Smoking will kill a billion this century, warns expert
One sixth of the world's population stand to die from cancer and other tobacco-related illnesses, with the highest death toll in developing countries, Professor Sir Richard Peto told a cancer conference in Birmingham yesterday.
While the British are facing a possible smoking ban in public places - following in the wake of Ireland and New York - 30 million people take up the habit worldwide each year.
Sir Richard, professor of medical statistics and epidemiology at the University of Oxford, said: "If more than 20 million of these continue to smoke and half are killed by their habit, then we are going to have more than 10 million tobacco-related deaths a year. So in the present century, if we keep on smoking the way we are we will have about 1,000 million deaths."

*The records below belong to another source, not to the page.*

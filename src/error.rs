//! API error to HTTP mapping.
//!
//! Every failure surfaces as `{"error": <message>}` with the matching
//! status code. Handled errors are terminal for the request, never for
//! the process; unexpected conditions become a generic 500 with no
//! internal detail leaked.

use axum::Json;
use axum::http::StatusCode;
use axum::response::{IntoResponse, Response};
use serde::Serialize;
use tracker_lib::TrackerError;

/// JSON error body.
#[derive(Debug, Serialize)]
pub struct ErrorBody {
    pub error: String,
}

/// An API-level failure carrying the HTTP status and client message.
#[derive(Debug)]
pub struct ApiError {
    status: StatusCode,
    message: String,
}

impl ApiError {
    #[must_use]
    pub fn bad_request(message: impl Into<String>) -> Self {
        Self {
            status: StatusCode::BAD_REQUEST,
            message: message.into(),
        }
    }

    #[must_use]
    pub fn not_found() -> Self {
        Self {
            status: StatusCode::NOT_FOUND,
            message: "Issue not found".to_string(),
        }
    }

    #[must_use]
    pub fn internal() -> Self {
        Self {
            status: StatusCode::INTERNAL_SERVER_ERROR,
            message: "Internal server error".to_string(),
        }
    }
}

impl From<TrackerError> for ApiError {
    fn from(err: TrackerError) -> Self {
        match err {
            TrackerError::IssueNotFound { .. } => Self::not_found(),
            TrackerError::Validation { .. } | TrackerError::InvalidParam { .. } => {
                Self::bad_request(err.to_string())
            }
        }
    }
}

impl IntoResponse for ApiError {
    fn into_response(self) -> Response {
        if self.status.is_server_error() {
            tracing::error!(status = %self.status, "request failed");
        }
        (self.status, Json(ErrorBody { error: self.message })).into_response()
    }
}
//! Error types for `tracker-lib`.

use thiserror::Error;

/// Primary error type for tracker-lib operations.
#[derive(Error, Debug)]
pub enum TrackerError {
    /// Issue with the specified ID was not found.
    #[error("Issue not found: {id}")]
    IssueNotFound { id: String },

    /// Field validation failed.
    #[error("Validation failed: {field}: {reason}")]
    Validation { field: String, reason: String },

    /// A query parameter could not be coerced to its expected type.
    #[error("Invalid query parameter '{param}': {reason}")]
    InvalidParam { param: String, reason: String },
}

impl TrackerError {
    #[must_use]
    pub fn validation(field: impl Into<String>, reason: impl Into<String>) -> Self {
        Self::Validation {
            field: field.into(),
            reason: reason.into(),
        }
    }

    #[must_use]
    pub fn invalid_param(param: impl Into<String>, reason: impl Into<String>) -> Self {
        Self::InvalidParam {
            param: param.into(),
            reason: reason.into(),
        }
    }
}

/// Result type using `TrackerError`.
pub type Result<T> = std::result::Result<T, TrackerError>;
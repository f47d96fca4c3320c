//! `tracker-lib` — In-process issue tracking core.
//!
//! Owns the record store and the list-query pipeline. No HTTP, no I/O:
//! the request surface lives in the `tracker_rust` binary crate and
//! hands this library snapshots and parsed parameters.
//!
//! # Quick Start
//!
//! ```
//! use tracker_lib::{IssueStore, NewIssue};
//! use tracker_lib::query::{self, ListQuery};
//!
//! let mut store = IssueStore::new();
//!
//! // Create
//! let issue = store
//!     .create(&NewIssue { title: Some("New task".into()), ..Default::default() })
//!     .unwrap();
//! assert_eq!(issue.status, "Open");
//!
//! // List
//! let page = query::execute(&store.snapshot(), &ListQuery::default());
//! assert_eq!(page.total, 1);
//! ```

pub mod error;
pub mod model;
pub mod query;
pub mod store;
pub mod util;

pub use error::{Result, TrackerError};
pub use model::{Issue, NewIssue, UpdateIssue};
pub use query::{ListQuery, QueryPage, SortOrder};
pub use store::IssueStore;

In the last century the death toll from smoking related diseases was 100 million, including seven million in Britain. Smoking currently kills about five million adults a year globally.
Professor Peter Boyle, director of the International Agency for Research on Cancer, warned that developing countries were least able to cope with the extra disease burden of smoking, on top of existing disease.
Simon Clark, of smokers' rights group Forest, said that the figures were a gross over-estimate. "Such ludicrous estimates and calculations are so over the top that people are switching off, and the messages underlying this type of estimate are being lost because people aren't listening."